____ Supplied data

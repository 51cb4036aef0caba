//! Coordinate join between filtered legs and the node table.

use serde::Serialize;

use crate::models::{ConnectionLeg, NodeTable};
use crate::time::DepartureTime;

/// A leg with both endpoints resolved
#[derive(Debug, Clone, Copy, PartialEq)]
pub struct ResolvedLeg<'a> {
    pub leg: &'a ConnectionLeg,
    pub origin: (f64, f64),
    pub dest: (f64, f64),
}

/// A leg left out of the join and the codes that failed to resolve
#[derive(Debug, Clone, PartialEq, Eq, Serialize)]
pub struct DroppedLeg {
    pub connection_full_path: String,
    pub origin: String,
    pub dest: String,
    pub departure: DepartureTime,
    pub unresolved: Vec<String>,
}

/// Legs excluded by the join
#[derive(Debug, Clone, Default, PartialEq, Eq, Serialize)]
pub struct DroppedLegs {
    pub legs: Vec<DroppedLeg>,
}

impl DroppedLegs {
    #[must_use]
    pub fn count(&self) -> usize {
        self.legs.len()
    }

    #[must_use]
    pub fn is_empty(&self) -> bool {
        self.legs.is_empty()
    }

    /// Distinct unresolved codes, sorted
    #[must_use]
    pub fn unresolved_codes(&self) -> Vec<&str> {
        let mut codes: Vec<&str> = self
            .legs
            .iter()
            .flat_map(|d| d.unresolved.iter().map(String::as_str))
            .collect();
        codes.sort_unstable();
        codes.dedup();
        codes
    }
}

/// Attach coordinates to each leg, keeping only legs whose origin and
/// destination both resolve. Order is preserved; every excluded leg is
/// reported in the returned `DroppedLegs`.
#[must_use]
pub fn join_coordinates<'a>(legs: &[&'a ConnectionLeg], nodes: &NodeTable) -> (Vec<ResolvedLeg<'a>>, DroppedLegs) {
    let mut resolved = Vec::with_capacity(legs.len());
    let mut dropped = DroppedLegs::default();

    for &leg in legs {
        match (nodes.resolve(&leg.origin), nodes.resolve(&leg.dest)) {
            (Ok(origin), Ok(dest)) => resolved.push(ResolvedLeg { leg, origin, dest }),
            (origin, dest) => {
                let unresolved = [origin.err(), dest.err()]
                    .into_iter()
                    .flatten()
                    .map(|e| e.code)
                    .collect();
                dropped.legs.push(DroppedLeg {
                    connection_full_path: leg.connection_full_path.clone(),
                    origin: leg.origin.clone(),
                    dest: leg.dest.clone(),
                    departure: leg.departure,
                    unresolved,
                });
            }
        }
    }

    if !dropped.is_empty() {
        tracing::warn!(
            dropped = dropped.count(),
            codes = ?dropped.unresolved_codes(),
            "legs dropped because their node codes are missing from the node table"
        );
    }

    (resolved, dropped)
}
//! One filter-and-render pass: everything the map adapter needs for a selection.

use indexmap::IndexMap;
use serde::Serialize;

use crate::dataset::Dataset;
use crate::filter::{dup_indices, filter_legs, join_coordinates, DroppedLegs, FilterParams, SlaMetrics};
use crate::geometry::{leg_curve, leg_offset};
use crate::log;
use crate::models::{ExplorerSettings, FilteredLeg, MapSettings, Node};

/// Output of a render pass
#[derive(Debug, Clone, Default, PartialEq, Serialize)]
pub struct RenderOutput {
    /// Legs to draw, in filter order
    pub legs: Vec<FilteredLeg>,
    /// Metrics over every leg that passed the filters, including ones the join dropped
    pub metrics: SlaMetrics,
    pub dropped: DroppedLegs,
    /// Nodes touched by `legs`, in first-seen order
    pub markers: Vec<Node>,
    /// Initial map center and zoom
    pub view: MapSettings,
}

impl RenderOutput {
    #[must_use]
    pub fn dropped_count(&self) -> usize {
        self.dropped.count()
    }
}

/// Filter the snapshot, compute metrics, join coordinates, rank parallel
/// legs and curve them.
///
/// Pure in `dataset`, `params` and `settings`: the same inputs always give
/// the same output.
#[must_use]
pub fn render(dataset: &Dataset, params: &FilterParams, settings: &ExplorerSettings) -> RenderOutput {
    let filtered = filter_legs(dataset.legs(), params);
    let metrics = SlaMetrics::compute(filtered.iter().copied(), &settings.risk);

    let (resolved, dropped) = join_coordinates(&filtered, dataset.nodes());
    let ranks = dup_indices(resolved.iter().map(|r| r.leg.pair()));

    let curve = &settings.curve;
    let legs: Vec<FilteredLeg> = resolved
        .iter()
        .zip(ranks)
        .map(|(resolved, dup_index)| FilteredLeg {
            leg: resolved.leg.clone(),
            origin_lat: resolved.origin.0,
            origin_lon: resolved.origin.1,
            dest_lat: resolved.dest.0,
            dest_lon: resolved.dest.1,
            dup_index,
            curve: leg_curve(
                resolved.origin,
                resolved.dest,
                leg_offset(curve.base_offset, dup_index),
                curve.points,
                curve.self_loops,
            ),
        })
        .collect();

    let markers = markers(&legs);

    log!(
        "Render pass: {} filtered, {} drawn, {} dropped, risk {}",
        metrics.total,
        legs.len(),
        dropped.count(),
        metrics.format_risk_score()
    );

    RenderOutput {
        legs,
        metrics,
        dropped,
        markers,
        view: settings.map,
    }
}

fn markers(legs: &[FilteredLeg]) -> Vec<Node> {
    let mut seen: IndexMap<&str, (f64, f64)> = IndexMap::new();
    for leg in legs {
        seen.entry(leg.leg.origin.as_str()).or_insert(leg.origin_position());
        seen.entry(leg.leg.dest.as_str()).or_insert(leg.dest_position());
    }
    seen.into_iter()
        .map(|(code, (lat, lon))| Node::new(code, lat, lon))
        .collect()
}
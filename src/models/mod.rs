mod filtered_leg;
pub(crate) mod leg;
mod node;
mod settings;
mod sla;

pub use filtered_leg::FilteredLeg;
pub use leg::{ConnectionLeg, Mode};
pub use node::{DuplicateNodeError, Node, NodeTable, UnknownNodeError};
pub use settings::{CurveSettings, ExplorerSettings, MapSettings, RiskWeights, SettingsError};
pub use sla::{SlaColor, SlaSet, SlaStatus, UnknownSlaColor};
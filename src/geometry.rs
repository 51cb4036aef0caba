//! Curved polylines for legs that share an origin/destination pair.

use std::f64::consts::PI;

use serde::{Deserialize, Serialize};

use crate::constants::CURVE_EPSILON;

/// How to draw a leg whose origin and destination are the same node
#[derive(Debug, Clone, Copy, Default, PartialEq, Eq, Serialize, Deserialize)]
#[serde(rename_all = "snake_case")]
pub enum SelfLoopStyle {
    /// Every sample sits on the node; the adapter draws nothing visible
    #[default]
    Collapse,
    /// A closed circle through the node with diameter `|offset|`
    Loop,
}

/// Ordered `(lat, lon)` samples of one rendered leg
#[derive(Debug, Clone, PartialEq, Default, Serialize, Deserialize)]
#[serde(transparent)]
pub struct CurvedPath(pub Vec<(f64, f64)>);

impl CurvedPath {
    #[must_use]
    pub fn points(&self) -> &[(f64, f64)] {
        &self.0
    }

    #[must_use]
    pub fn len(&self) -> usize {
        self.0.len()
    }

    #[must_use]
    pub fn is_empty(&self) -> bool {
        self.0.is_empty()
    }

    #[must_use]
    pub fn first(&self) -> Option<(f64, f64)> {
        self.0.first().copied()
    }

    #[must_use]
    pub fn last(&self) -> Option<(f64, f64)> {
        self.0.last().copied()
    }

    /// The middle sample, where a non-degenerate curve bulges the most
    #[must_use]
    pub fn midpoint(&self) -> Option<(f64, f64)> {
        self.0.get(self.0.len() / 2).copied()
    }
}

/// Offset of the `dup_index`-th leg between one node pair.
///
/// The first leg already bends by `base_offset`, so no two legs of a pair
/// share the straight line.
#[must_use]
pub fn leg_offset(base_offset: f64, dup_index: usize) -> f64 {
    // dup indices stay far below 2^53
    #[allow(clippy::cast_precision_loss)]
    let rank = (dup_index + 1) as f64;
    base_offset * rank
}

/// Sample a curve from `(lat1, lon1)` to `(lat2, lon2)` bent sideways by `offset`.
///
/// The straight interpolation between the endpoints is pushed along the
/// left-hand perpendicular of the edge (right-hand for negative offsets)
/// by `offset * sin(t * PI)`, so the bend is zero at both ends and largest
/// at the midpoint. Larger offsets of the same sign always bulge further
/// on the same side.
///
/// Returns exactly `n_points` samples (at least 2), the first and last
/// equal to the inputs. When both endpoints coincide the perpendicular is
/// zero and every sample is the node itself.
///
/// # Examples
/// ```
/// use network_explorer::geometry::curved_line;
///
/// let path = curved_line(19.07, 72.87, 28.61, 77.20, 0.0, 5);
/// assert_eq!(path.len(), 5);
/// assert_eq!(path.first(), Some((19.07, 72.87)));
/// assert_eq!(path.last(), Some((28.61, 77.20)));
/// ```
#[must_use]
pub fn curved_line(lat1: f64, lon1: f64, lat2: f64, lon2: f64, offset: f64, n_points: usize) -> CurvedPath {
    let n_points = n_points.max(2);

    let dx = lon2 - lon1;
    let dy = lat2 - lat1;
    let length = (dx * dx + dy * dy).sqrt() + CURVE_EPSILON;
    let (px, py) = (-dy / length, dx / length);

    #[allow(clippy::cast_precision_loss)]
    let last = (n_points - 1) as f64;

    let mut points: Vec<(f64, f64)> = (0..n_points)
        .map(|i| {
            #[allow(clippy::cast_precision_loss)]
            let t = i as f64 / last;
            let bend = offset * (t * PI).sin();
            (lat1 + dy * t + py * bend, lon1 + dx * t + px * bend)
        })
        .collect();

    // sin(PI) is not exactly zero in floating point
    points[0] = (lat1, lon1);
    points[n_points - 1] = (lat2, lon2);

    CurvedPath(points)
}

/// Sample a closed loop through `(lat, lon)` with diameter `|offset|`.
///
/// The loop leaves the node heading east (west for negative offsets) and
/// returns to it, so loops with growing offsets nest inside each other.
#[must_use]
pub fn self_loop(lat: f64, lon: f64, offset: f64, n_points: usize) -> CurvedPath {
    let n_points = n_points.max(2);
    let radius = offset / 2.0;

    #[allow(clippy::cast_precision_loss)]
    let last = (n_points - 1) as f64;

    let mut points: Vec<(f64, f64)> = (0..n_points)
        .map(|i| {
            #[allow(clippy::cast_precision_loss)]
            let angle = 2.0 * PI * (i as f64 / last);
            (lat + radius * (1.0 - angle.cos()), lon + radius * angle.sin())
        })
        .collect();

    points[0] = (lat, lon);
    points[n_points - 1] = (lat, lon);

    CurvedPath(points)
}

/// Curve for one leg, choosing the self-loop shape when both ends coincide
#[must_use]
pub fn leg_curve(
    origin: (f64, f64),
    dest: (f64, f64),
    offset: f64,
    n_points: usize,
    self_loops: SelfLoopStyle,
) -> CurvedPath {
    if origin == dest && self_loops == SelfLoopStyle::Loop {
        return self_loop(origin.0, origin.1, offset, n_points);
    }
    curved_line(origin.0, origin.1, dest.0, dest.1, offset, n_points)
}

________

• [How to complete this task] From the lines above, copy those that contain the word "first".

• [Task answer]
    /// Nodes touched by `legs`, in first-seen order
    pub fn first(&self) -> Option<(f64, f64)> {
        self.0.first().copied()
/// The first leg already bends by `base_offset`, so no two legs of a pair
/// Returns exactly `n_points` samples (at least 2), the first and last
/// assert_eq!(path.first(), Some((19.07, 72.87)));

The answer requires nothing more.